**HOW TO COMPLETE THIS TASK**
Beginning at the line containing "let me = self.me().await?;" in the material below and ending at the line containing "status: 404, ..", return each line exactly and add nothing.

**DATA IN THIS EXERCISE**
════════════════

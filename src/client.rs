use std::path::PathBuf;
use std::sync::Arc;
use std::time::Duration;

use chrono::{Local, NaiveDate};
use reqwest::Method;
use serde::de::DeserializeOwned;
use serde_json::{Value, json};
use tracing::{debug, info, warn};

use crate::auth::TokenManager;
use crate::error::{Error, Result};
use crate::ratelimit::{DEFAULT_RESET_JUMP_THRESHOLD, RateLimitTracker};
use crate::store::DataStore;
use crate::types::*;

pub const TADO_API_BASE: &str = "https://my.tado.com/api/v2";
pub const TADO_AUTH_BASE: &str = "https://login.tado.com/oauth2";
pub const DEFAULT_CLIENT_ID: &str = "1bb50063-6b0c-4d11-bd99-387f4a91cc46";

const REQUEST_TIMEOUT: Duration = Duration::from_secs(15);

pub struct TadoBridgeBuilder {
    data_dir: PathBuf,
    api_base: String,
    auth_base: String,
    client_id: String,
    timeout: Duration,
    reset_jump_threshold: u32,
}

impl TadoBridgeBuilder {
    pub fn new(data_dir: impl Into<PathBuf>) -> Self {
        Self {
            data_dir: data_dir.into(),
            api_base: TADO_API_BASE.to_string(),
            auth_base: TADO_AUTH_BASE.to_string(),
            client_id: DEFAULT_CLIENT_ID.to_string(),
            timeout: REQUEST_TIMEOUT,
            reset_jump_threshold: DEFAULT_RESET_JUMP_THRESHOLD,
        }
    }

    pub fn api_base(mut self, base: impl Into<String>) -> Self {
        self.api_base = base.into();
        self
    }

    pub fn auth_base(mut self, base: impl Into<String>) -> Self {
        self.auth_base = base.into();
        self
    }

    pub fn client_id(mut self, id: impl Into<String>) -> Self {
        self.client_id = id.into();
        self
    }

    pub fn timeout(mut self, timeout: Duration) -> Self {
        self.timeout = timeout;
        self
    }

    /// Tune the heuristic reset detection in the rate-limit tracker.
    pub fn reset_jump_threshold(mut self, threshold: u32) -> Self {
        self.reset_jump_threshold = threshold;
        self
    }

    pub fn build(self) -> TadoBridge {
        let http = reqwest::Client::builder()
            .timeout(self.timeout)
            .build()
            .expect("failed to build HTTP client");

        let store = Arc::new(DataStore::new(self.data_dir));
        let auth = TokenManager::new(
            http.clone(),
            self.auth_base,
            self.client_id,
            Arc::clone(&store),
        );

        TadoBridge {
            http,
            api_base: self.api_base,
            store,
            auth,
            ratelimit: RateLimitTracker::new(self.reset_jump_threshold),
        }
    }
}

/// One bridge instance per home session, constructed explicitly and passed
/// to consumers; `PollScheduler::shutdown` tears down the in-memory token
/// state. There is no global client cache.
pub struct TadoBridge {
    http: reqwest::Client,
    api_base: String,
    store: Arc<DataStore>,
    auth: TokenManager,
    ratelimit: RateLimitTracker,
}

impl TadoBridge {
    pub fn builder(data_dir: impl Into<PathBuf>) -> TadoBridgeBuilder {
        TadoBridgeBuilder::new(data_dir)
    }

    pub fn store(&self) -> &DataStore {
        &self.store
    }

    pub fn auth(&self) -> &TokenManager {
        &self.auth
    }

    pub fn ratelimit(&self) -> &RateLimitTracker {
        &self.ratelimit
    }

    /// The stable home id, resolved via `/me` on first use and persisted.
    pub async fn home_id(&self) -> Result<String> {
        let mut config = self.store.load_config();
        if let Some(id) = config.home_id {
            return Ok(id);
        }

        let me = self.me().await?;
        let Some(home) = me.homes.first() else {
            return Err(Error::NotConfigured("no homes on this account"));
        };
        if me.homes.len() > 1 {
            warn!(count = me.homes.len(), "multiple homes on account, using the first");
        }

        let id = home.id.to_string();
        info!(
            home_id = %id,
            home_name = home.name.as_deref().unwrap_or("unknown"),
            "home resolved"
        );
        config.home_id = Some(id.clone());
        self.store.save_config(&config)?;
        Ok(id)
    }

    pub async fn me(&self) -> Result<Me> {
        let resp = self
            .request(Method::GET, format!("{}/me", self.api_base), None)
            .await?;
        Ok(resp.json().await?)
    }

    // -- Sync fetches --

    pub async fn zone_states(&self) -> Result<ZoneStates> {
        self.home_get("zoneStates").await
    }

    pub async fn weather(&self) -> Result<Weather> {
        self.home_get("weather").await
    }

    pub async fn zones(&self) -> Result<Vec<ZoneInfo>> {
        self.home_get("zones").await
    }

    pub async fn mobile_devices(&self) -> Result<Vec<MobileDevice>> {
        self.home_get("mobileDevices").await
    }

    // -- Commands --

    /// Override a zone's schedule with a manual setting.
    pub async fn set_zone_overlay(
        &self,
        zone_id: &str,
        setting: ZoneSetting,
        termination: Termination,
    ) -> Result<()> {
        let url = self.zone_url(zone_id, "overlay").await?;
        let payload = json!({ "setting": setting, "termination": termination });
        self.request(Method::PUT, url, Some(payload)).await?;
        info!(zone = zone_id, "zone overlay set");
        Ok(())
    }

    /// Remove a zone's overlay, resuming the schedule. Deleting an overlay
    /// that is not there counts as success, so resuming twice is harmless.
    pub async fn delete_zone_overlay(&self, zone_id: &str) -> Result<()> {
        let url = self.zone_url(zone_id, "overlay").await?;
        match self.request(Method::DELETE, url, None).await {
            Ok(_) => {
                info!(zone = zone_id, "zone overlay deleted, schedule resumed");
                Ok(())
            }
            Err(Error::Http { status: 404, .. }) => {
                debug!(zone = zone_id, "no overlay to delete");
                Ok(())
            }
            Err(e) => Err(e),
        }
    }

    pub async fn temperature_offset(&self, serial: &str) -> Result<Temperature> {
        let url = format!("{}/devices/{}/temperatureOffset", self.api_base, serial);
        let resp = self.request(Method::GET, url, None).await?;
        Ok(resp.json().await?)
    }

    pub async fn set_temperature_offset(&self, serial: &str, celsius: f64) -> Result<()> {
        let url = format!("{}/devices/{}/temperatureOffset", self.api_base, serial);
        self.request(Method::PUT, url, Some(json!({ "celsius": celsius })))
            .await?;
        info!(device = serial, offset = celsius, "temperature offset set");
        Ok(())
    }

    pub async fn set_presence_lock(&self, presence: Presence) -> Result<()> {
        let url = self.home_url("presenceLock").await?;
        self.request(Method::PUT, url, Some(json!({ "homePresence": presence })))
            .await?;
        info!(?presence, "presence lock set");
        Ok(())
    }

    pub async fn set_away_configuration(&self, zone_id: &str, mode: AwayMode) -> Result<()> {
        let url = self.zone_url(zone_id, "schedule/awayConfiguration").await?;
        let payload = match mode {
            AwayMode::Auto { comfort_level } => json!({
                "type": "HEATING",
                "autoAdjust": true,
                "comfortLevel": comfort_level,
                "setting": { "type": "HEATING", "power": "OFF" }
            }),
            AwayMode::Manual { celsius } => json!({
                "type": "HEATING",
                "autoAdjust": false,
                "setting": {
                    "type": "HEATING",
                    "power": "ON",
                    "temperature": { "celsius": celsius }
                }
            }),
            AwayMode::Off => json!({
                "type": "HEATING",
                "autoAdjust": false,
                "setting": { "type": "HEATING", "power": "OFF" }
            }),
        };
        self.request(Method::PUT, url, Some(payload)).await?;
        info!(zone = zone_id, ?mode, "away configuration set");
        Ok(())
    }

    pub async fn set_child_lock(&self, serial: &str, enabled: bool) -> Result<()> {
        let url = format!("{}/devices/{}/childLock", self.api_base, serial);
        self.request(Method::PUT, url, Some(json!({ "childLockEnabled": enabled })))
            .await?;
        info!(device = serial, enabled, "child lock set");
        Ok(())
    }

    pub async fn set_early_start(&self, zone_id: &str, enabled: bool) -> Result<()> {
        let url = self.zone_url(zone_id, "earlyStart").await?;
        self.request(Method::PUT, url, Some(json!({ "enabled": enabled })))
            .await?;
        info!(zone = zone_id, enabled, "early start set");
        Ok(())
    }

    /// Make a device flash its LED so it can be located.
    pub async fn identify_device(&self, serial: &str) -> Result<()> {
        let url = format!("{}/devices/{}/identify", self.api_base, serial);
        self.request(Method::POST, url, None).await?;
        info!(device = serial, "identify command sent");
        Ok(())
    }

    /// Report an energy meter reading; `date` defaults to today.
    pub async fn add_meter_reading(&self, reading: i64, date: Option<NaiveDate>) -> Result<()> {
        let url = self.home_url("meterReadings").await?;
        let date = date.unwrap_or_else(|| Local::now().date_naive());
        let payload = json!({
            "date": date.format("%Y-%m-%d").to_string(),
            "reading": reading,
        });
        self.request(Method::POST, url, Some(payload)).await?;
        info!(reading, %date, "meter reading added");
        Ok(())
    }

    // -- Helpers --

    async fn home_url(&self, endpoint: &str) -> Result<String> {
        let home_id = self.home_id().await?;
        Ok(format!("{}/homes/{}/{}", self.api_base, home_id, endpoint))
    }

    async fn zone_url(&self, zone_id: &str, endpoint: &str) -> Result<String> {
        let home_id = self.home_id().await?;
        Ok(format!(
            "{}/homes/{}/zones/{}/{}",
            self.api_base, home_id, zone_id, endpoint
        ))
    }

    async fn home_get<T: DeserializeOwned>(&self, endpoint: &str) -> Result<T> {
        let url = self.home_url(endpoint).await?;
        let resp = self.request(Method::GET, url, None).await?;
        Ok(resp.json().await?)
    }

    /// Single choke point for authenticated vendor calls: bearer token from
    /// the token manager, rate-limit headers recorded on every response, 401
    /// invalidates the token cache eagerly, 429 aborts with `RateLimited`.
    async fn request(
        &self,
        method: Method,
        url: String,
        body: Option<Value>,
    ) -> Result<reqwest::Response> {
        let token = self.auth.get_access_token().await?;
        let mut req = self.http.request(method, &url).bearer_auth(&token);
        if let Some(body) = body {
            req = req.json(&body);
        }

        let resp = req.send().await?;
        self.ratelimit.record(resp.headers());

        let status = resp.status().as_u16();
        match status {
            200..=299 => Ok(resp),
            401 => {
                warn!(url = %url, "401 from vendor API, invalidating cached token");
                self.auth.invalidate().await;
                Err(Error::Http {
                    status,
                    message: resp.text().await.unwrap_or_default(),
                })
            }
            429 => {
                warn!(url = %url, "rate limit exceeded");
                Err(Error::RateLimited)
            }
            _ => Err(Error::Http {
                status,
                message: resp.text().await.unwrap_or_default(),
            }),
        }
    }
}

════════════════

**RESPONSE BELOW**
        let me = self.me().await?;
        let Some(home) = me.homes.first() else {
            return Err(Error::NotConfigured("no homes on this account"));
        };
        if me.homes.len() > 1 {
            warn!(count = me.homes.len(), "multiple homes on account, using the first");
        }

        let id = home.id.to_string();
        info!(
            home_id = %id,
            home_name = home.name.as_deref().unwrap_or("unknown"),
            "home resolved"
        );
        config.home_id = Some(id.clone());
        self.store.save_config(&config)?;
        Ok(id)
    }

    pub async fn me(&self) -> Result<Me> {
        let resp = self
            .request(Method::GET, format!("{}/me", self.api_base), None)
            .await?;
        Ok(resp.json().await?)
    }

    // -- Sync fetches --

    pub async fn zone_states(&self) -> Result<ZoneStates> {
        self.home_get("zoneStates").await
    }

    pub async fn weather(&self) -> Result<Weather> {
        self.home_get("weather").await
    }

    pub async fn zones(&self) -> Result<Vec<ZoneInfo>> {
        self.home_get("zones").await
    }

    pub async fn mobile_devices(&self) -> Result<Vec<MobileDevice>> {
        self.home_get("mobileDevices").await
    }

    // -- Commands --

    /// Override a zone's schedule with a manual setting.
    pub async fn set_zone_overlay(
        &self,
        zone_id: &str,
        setting: ZoneSetting,
        termination: Termination,
    ) -> Result<()> {
        let url = self.zone_url(zone_id, "overlay").await?;
        let payload = json!({ "setting": setting, "termination": termination });
        self.request(Method::PUT, url, Some(payload)).await?;
        info!(zone = zone_id, "zone overlay set");
        Ok(())
    }

    /// Remove a zone's overlay, resuming the schedule. Deleting an overlay
    /// that is not there counts as success, so resuming twice is harmless.
    pub async fn delete_zone_overlay(&self, zone_id: &str) -> Result<()> {
        let url = self.zone_url(zone_id, "overlay").await?;
        match self.request(Method::DELETE, url, None).await {
            Ok(_) => {
                info!(zone = zone_id, "zone overlay deleted, schedule resumed");
                Ok(())
            }
            Err(Error::Http { status: 404, .. }) => {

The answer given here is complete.